Salvini al Cara di Mineo: “Ha chiuso, è il giorno della legalità”

“Sul Cara siamo passati dalle parole ai fatti. Pensiamo già a cosa verrà al suo posto. Si recupereranno al presidio del territorio uomini e donne, si risparmieranno un sacco di quattrini: lavoriamo per ricollocare lavoratori, ma la Sicilia, Catania e Mineo non possono fondare il loro futuro sull’immigrazione. Oggi è un bel giorno per legalità territorio che dedico ai 2 anziani massacrati”. Lo ha detto il ministro dell’Interno, Matteo Salvini, al Centro accoglienza richiedenti asilo di Mineo. Il caso a cui ha riferimento il ministro Salvini è quello del 18enne ivoriano Mamadou Kamara, ospite del Cara di Mineo, condannato, l’8 febbraio del 2019, all’ergastolo dalla Corte d’Assise di Catania.

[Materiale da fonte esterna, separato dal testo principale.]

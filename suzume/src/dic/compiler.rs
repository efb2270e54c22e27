/*
 * Copyright (c) 2024 Libraz Team
 *
 * Licensed under the Apache License, Version 2.0 (the "License");
 * you may not use this file except in compliance with the License.
 * You may obtain a copy of the License at
 *
 *     http://www.apache.org/licenses/LICENSE-2.0
 *
 * Unless required by applicable law or agreed to in writing, software
 * distributed under the License is distributed on an "AS IS" BASIS,
 * WITHOUT WARRANTIES OR CONDITIONS OF ANY KIND, either express or implied.
 * See the License for the specific language governing permissions and
 * limitations under the License.
 */

//! Strict TSV dictionary source parser and the TSV→binary compiler.
//!
//! Unlike the lenient runtime loader in [`crate::dic::user_dict`], every
//! malformed line here is an error with its line number, and costs are
//! range-checked. Used by the `dict` subcommands of the CLI.

use std::collections::HashSet;
use std::fmt::Write as _;
use std::path::Path;

use itertools::Itertools;

use super::binary::{BinaryDictWriter, BinaryDictionary};
use super::DictionaryEntry;
use crate::error::{SuzumeError, SuzumeResult};
use crate::pos::{ConjugationType, PartOfSpeech};

const COST_MIN: f32 = -10.0;
const COST_MAX: f32 = 10.0;
const DEFAULT_COST: f32 = 0.5;

/// One parsed TSV source line:
/// `surface<TAB>pos<TAB>reading<TAB>cost<TAB>conj_type`
#[derive(Clone, Debug, PartialEq)]
pub struct TsvEntry {
    pub surface: String,
    pub pos: PartOfSpeech,
    pub reading: String,
    pub cost: f32,
    pub conj_type: ConjugationType,
    pub line_number: usize,
}

/// Parse a whole TSV document, failing on the first malformed line
pub fn parse_tsv(content: &str) -> SuzumeResult<Vec<TsvEntry>> {
    let mut entries = Vec::new();
    for (i, raw) in content.lines().enumerate() {
        let line_number = i + 1;
        let line = raw.trim_end_matches('\r');
        let trimmed = line.trim();
        if trimmed.is_empty() || trimmed.starts_with('#') {
            continue;
        }
        entries.push(parse_tsv_line(line, line_number)?);
    }
    Ok(entries)
}

pub fn parse_tsv_file<P: AsRef<Path>>(path: P) -> SuzumeResult<Vec<TsvEntry>> {
    let path = path.as_ref();
    let data = std::fs::read(path).map_err(|e| super::binary::read_error(e, path))?;
    let content = std::str::from_utf8(&data)
        .map_err(|_| SuzumeError::InvalidUtf8.with_context(path.display().to_string()))?;
    parse_tsv(content).map_err(|e| e.with_context(path.display().to_string()))
}

fn parse_tsv_line(line: &str, line_number: usize) -> SuzumeResult<TsvEntry> {
    let fields: Vec<&str> = line.split('\t').map(|f| f.trim()).collect();

    let surface = fields[0];
    if surface.is_empty() {
        return Err(SuzumeError::parse(line_number, "empty surface"));
    }
    let pos_field = fields
        .get(1)
        .filter(|f| !f.is_empty())
        .ok_or_else(|| SuzumeError::parse(line_number, "missing POS field"))?;
    let pos: PartOfSpeech = pos_field
        .parse()
        .map_err(|e: String| SuzumeError::parse(line_number, e))?;

    let reading = fields.get(2).copied().unwrap_or("").to_string();

    let cost = match fields.get(3).filter(|f| !f.is_empty()) {
        None => DEFAULT_COST,
        Some(s) => {
            let cost: f32 = s
                .parse()
                .map_err(|_| SuzumeError::parse(line_number, format!("invalid cost: {}", s)))?;
            if !(COST_MIN..=COST_MAX).contains(&cost) {
                return Err(SuzumeError::parse(
                    line_number,
                    format!("cost out of range (-10 to 10): {}", s),
                ));
            }
            cost
        }
    };

    let conj_type = match fields.get(4).filter(|f| !f.is_empty()) {
        None => ConjugationType::None,
        Some(s) => s
            .parse()
            .map_err(|e: String| SuzumeError::parse(line_number, e))?,
    };

    Ok(TsvEntry {
        surface: surface.to_string(),
        pos,
        reading,
        cost,
        conj_type,
        line_number,
    })
}

/// Report duplicate (surface, pos) pairs and verbs/adjectives without a
/// conjugation type. Returns the list of issues; empty means valid.
pub fn validate(entries: &[TsvEntry]) -> Vec<String> {
    let mut issues = Vec::new();
    let mut seen: HashSet<(&str, PartOfSpeech)> = HashSet::new();

    for entry in entries {
        if !seen.insert((entry.surface.as_str(), entry.pos)) {
            issues.push(format!(
                "duplicate entry at line {}: {} ({})",
                entry.line_number, entry.surface, entry.pos
            ));
        }
        if matches!(entry.pos, PartOfSpeech::Verb | PartOfSpeech::Adjective)
            && entry.conj_type == ConjugationType::None
        {
            issues.push(format!(
                "missing conjugation type at line {}: {}",
                entry.line_number, entry.surface
            ));
        }
    }
    issues
}

/// Compilation statistics of the last run
#[derive(Clone, Copy, Debug, Default)]
pub struct CompileStats {
    pub entries_compiled: usize,
    pub reading_entries_added: usize,
    pub duplicates_skipped: usize,
}

/// TSV → binary dictionary compiler
#[derive(Default)]
pub struct DictCompiler {
    stats: CompileStats,
}

impl DictCompiler {
    pub fn new() -> DictCompiler {
        DictCompiler::default()
    }

    pub fn stats(&self) -> CompileStats {
        self.stats
    }

    /// Compile entries into a binary image
    pub fn compile(&mut self, entries: &[TsvEntry]) -> SuzumeResult<Vec<u8>> {
        if entries.is_empty() {
            return Err(SuzumeError::InvalidInput("no entries to compile".to_string()));
        }
        let issues = validate(entries);
        if !issues.is_empty() {
            let mut message = String::new();
            for issue in &issues {
                let _ = writeln!(message, "{}", issue);
            }
            let _ = write!(message, "validation failed: {} error(s)", issues.len());
            return Err(SuzumeError::InvalidInput(message));
        }

        self.stats = CompileStats::default();
        let mut writer = BinaryDictWriter::new();
        let mut seen: HashSet<String> = HashSet::new();

        for entry in entries {
            if !seen.insert(entry.surface.clone()) {
                self.stats.duplicates_skipped += 1;
                continue;
            }
            writer.add_entry(to_dict_entry(entry));
            self.stats.entries_compiled += 1;

            // Hiragana renderings of kanji-spelled function words must be
            // findable too; only closed-class POS are safe to expand (regular
            // nouns have too many homophones)
            if should_expand_reading(entry) && seen.insert(entry.reading.clone()) {
                let mut expanded = to_dict_entry(entry);
                expanded.surface = entry.reading.clone();
                expanded.lemma = entry.reading.clone();
                expanded.reading = entry.reading.clone();
                writer.add_entry(expanded);
                self.stats.entries_compiled += 1;
                self.stats.reading_entries_added += 1;
            }
        }

        writer.build()
    }

    /// Parse several TSV files, merge, dedup by surface, compile
    pub fn compile_files<P: AsRef<Path>>(&mut self, inputs: &[P]) -> SuzumeResult<Vec<u8>> {
        if inputs.is_empty() {
            return Err(SuzumeError::InvalidInput("no input files specified".to_string()));
        }
        let mut all = Vec::new();
        for path in inputs {
            all.extend(parse_tsv_file(path)?);
        }
        let unique: Vec<TsvEntry> = all
            .into_iter()
            .unique_by(|e| e.surface.clone())
            .collect();
        self.compile(&unique)
    }

    /// Re-emit a binary dictionary as TSV source
    pub fn decompile(&self, dict: &BinaryDictionary) -> String {
        let mut out = String::new();
        out.push_str("# suzume dictionary source file\n");
        out.push_str("# Format: surface<TAB>pos<TAB>reading<TAB>cost<TAB>conj_type\n\n");
        for entry in dict.entries() {
            let _ = write!(
                out,
                "{}\t{}\t{}\t{}",
                entry.surface,
                entry.pos.as_str(),
                entry.reading,
                entry.cost
            );
            if entry.conj_type != ConjugationType::None {
                let _ = write!(out, "\t{}", entry.conj_type.as_str());
            }
            out.push('\n');
        }
        out
    }
}

fn to_dict_entry(entry: &TsvEntry) -> DictionaryEntry {
    DictionaryEntry::new(entry.surface.clone(), entry.pos, entry.cost)
        .with_reading(entry.reading.clone())
        .with_conj(entry.conj_type)
}

fn should_expand_reading(entry: &TsvEntry) -> bool {
    if entry.reading.is_empty() || entry.reading == entry.surface {
        return false;
    }
    matches!(
        entry.pos,
        PartOfSpeech::Adjective
            | PartOfSpeech::Adverb
            | PartOfSpeech::Conjunction
            | PartOfSpeech::Pronoun
    )
}

#[cfg(test)]
mod tests {
    use claim::{assert_err, assert_ok};

    use super::*;

    const SAMPLE: &str = "\
# sample dictionary
東京\tNOUN\tとうきょう\t0.4
面白い\tADJ\tおもしろい\t0.5\tI_ADJ
必ず\tADV\tかならず\t0.5
";

    #[test]
    fn parse_strict_tsv() {
        let entries = parse_tsv(SAMPLE).unwrap();
        assert_eq!(entries.len(), 3);
        assert_eq!(entries[0].surface, "東京");
        assert_eq!(entries[0].line_number, 2);
        assert_eq!(entries[1].conj_type, ConjugationType::IAdjective);
    }

    #[test]
    fn parse_rejects_bad_cost() {
        let err = parse_tsv("猫\tNOUN\tねこ\tabc\n").unwrap_err();
        assert!(matches!(err, SuzumeError::ParseError { line: 1, .. }));
        let err = parse_tsv("猫\tNOUN\tねこ\t99\n").unwrap_err();
        assert!(matches!(err, SuzumeError::ParseError { .. }));
    }

    #[test]
    fn parse_rejects_unknown_pos() {
        assert_err!(parse_tsv("猫\tNOPE\n"));
        assert_ok!(parse_tsv("猫\tNOUN\n"));
    }

    #[test]
    fn file_parse_error_carries_the_path() {
        let dir = tempfile::tempdir().unwrap();
        let path = dir.path().join("bad.tsv");
        std::fs::write(&path, "猫\tNOPE\n").unwrap();
        let err = parse_tsv_file(&path).unwrap_err();
        assert!(format!("{}", err).contains("bad.tsv"));
    }

    #[test]
    fn parse_missing_cost_defaults() {
        let entries = parse_tsv("猫\tNOUN\tねこ\n").unwrap();
        assert!((entries[0].cost - 0.5).abs() < 1e-6);
    }

    #[test]
    fn validate_reports_duplicates_and_missing_conj() {
        let entries = parse_tsv("猫\tNOUN\n猫\tNOUN\n走る\tVERB\tはしる\t0.5\n").unwrap();
        let issues = validate(&entries);
        assert_eq!(issues.len(), 2);
        assert!(issues[0].contains("duplicate"));
        assert!(issues[1].contains("conjugation"));
    }

    #[test]
    fn reading_expansion_for_closed_classes() {
        let entries = parse_tsv("面白い\tADJ\tおもしろい\t0.5\tI_ADJ\n").unwrap();
        let mut compiler = DictCompiler::new();
        let image = compiler.compile(&entries).unwrap();
        assert_eq!(compiler.stats().reading_entries_added, 1);

        let dict = BinaryDictionary::from_bytes(&image).unwrap();
        assert_eq!(dict.len(), 2);
        let hits = dict.lookup("おもしろい", 0);
        assert_eq!(hits.len(), 1);
        assert_eq!(hits[0].0.lemma, "おもしろい");
        assert_eq!(hits[0].0.conj_type, ConjugationType::IAdjective);
    }

    #[test]
    fn no_reading_expansion_for_nouns() {
        let entries = parse_tsv("東京\tNOUN\tとうきょう\t0.4\n").unwrap();
        let mut compiler = DictCompiler::new();
        let image = compiler.compile(&entries).unwrap();
        assert_eq!(compiler.stats().reading_entries_added, 0);
        let dict = BinaryDictionary::from_bytes(&image).unwrap();
        assert!(dict.lookup("とうきょう", 0).is_empty());
    }

    #[test]
    fn compile_rejects_empty() {
        assert!(DictCompiler::new().compile(&[]).is_err());
    }

    #[test]
    fn decompile_round_trip() {
        let entries = parse_tsv(SAMPLE).unwrap();
        let mut compiler = DictCompiler::new();
        let image = compiler.compile(&entries).unwrap();
        let dict = BinaryDictionary::from_bytes(&image).unwrap();
        let tsv = compiler.decompile(&dict);

        let reparsed = parse_tsv(&tsv).unwrap();
        // reading expansion added entries, so count >= original
        assert!(reparsed.len() >= 3);
        assert!(reparsed.iter().any(|e| e.surface == "東京"));
        // readings are not persisted by the binary format
        assert!(reparsed.iter().all(|e| e.reading.is_empty()));
    }
}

“Non esistono sbarchi fantasma, sono tutti censiti. Il Viminale li censisce tutti: siamo a 3.020, ‘fantasmi’ compresi. Siamo un Paese ancora piuttosto serio e quindi chi arriva viene censito”, ha aggiunto il ministro. “Questa è la mia quinta visita al centro immigrati più grande de Europa. Nella primavera del 2017 – ha continuato. ebbi anche la buona idea di dormirci dentro per segnalare le condizioni della struttura. C’eravamo impegnati a chiudere quello che era un business da centinaia di migliaia di euro al giorno. Dalle parole siamo passati ai fatti”. “Non ce l’ho con le Ong – ha dichiarato -, perché ci sono organizzazioni non governative che fanno positivamente e trasparentemente il loro lavoro. Se qualcuno invece trasporta immigrati clandestini, secondo me, non fa un buon servizio. Qualcuno ha fatto i soldi con una raccolta fondi da 1,3 milioni di euro, buon per loro. La nave è sotto sequestro, magari utilizzeranno un deltaplano, un dirigibile, un bimotore.Però cercheremo di difendere i confini da terra, aria, mare. La nostra è una battaglia per fermare il traffico di esseri umani”.